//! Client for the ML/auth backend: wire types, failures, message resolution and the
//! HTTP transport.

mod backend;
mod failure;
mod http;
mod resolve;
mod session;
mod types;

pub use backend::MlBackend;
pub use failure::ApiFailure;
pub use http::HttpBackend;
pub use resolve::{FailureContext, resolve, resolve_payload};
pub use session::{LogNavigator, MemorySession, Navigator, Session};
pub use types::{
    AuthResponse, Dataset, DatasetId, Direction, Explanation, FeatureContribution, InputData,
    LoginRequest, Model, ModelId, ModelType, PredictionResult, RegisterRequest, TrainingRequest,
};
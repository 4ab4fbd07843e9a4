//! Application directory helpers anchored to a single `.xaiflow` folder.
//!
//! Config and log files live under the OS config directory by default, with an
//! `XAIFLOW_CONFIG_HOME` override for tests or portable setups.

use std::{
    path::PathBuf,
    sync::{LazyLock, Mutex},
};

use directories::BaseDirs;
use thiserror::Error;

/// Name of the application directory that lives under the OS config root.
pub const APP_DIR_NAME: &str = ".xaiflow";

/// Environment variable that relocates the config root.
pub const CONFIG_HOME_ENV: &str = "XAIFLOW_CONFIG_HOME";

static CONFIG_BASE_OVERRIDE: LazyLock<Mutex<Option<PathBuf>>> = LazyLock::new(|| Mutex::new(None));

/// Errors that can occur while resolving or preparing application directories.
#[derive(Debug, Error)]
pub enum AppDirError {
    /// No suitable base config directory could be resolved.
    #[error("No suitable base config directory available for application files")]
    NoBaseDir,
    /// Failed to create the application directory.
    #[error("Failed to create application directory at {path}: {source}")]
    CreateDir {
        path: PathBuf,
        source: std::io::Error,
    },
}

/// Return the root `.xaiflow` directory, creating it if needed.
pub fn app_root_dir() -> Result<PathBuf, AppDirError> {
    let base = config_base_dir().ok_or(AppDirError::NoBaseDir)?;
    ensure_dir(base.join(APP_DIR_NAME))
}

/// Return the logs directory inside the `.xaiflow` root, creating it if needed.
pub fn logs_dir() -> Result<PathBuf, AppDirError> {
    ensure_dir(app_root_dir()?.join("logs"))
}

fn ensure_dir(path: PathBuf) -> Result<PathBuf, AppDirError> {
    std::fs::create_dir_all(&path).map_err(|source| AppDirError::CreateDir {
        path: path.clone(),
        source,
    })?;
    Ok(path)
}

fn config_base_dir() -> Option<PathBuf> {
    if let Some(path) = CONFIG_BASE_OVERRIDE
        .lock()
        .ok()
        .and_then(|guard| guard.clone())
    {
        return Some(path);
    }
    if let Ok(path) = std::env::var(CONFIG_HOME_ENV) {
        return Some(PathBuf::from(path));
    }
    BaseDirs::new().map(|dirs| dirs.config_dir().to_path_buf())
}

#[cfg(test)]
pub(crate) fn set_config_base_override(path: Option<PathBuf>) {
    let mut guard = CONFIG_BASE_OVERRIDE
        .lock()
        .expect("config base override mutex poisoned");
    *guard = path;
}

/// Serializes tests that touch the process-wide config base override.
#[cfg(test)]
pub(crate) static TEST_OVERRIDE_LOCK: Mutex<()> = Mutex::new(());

**Exercise goal:** Find where the line with "pub const APP_DIR_NAME: &str" sits in the material above, then copy exactly from it through the line with "preparing application directories.". Add no other line.

**Response area:**
pub const APP_DIR_NAME: &str = ".xaiflow";

/// Environment variable that relocates the config root.
pub const CONFIG_HOME_ENV: &str = "XAIFLOW_CONFIG_HOME";

static CONFIG_BASE_OVERRIDE: LazyLock<Mutex<Option<PathBuf>>> = LazyLock::new(|| Mutex::new(None));

/// Errors that can occur while resolving or preparing application directories.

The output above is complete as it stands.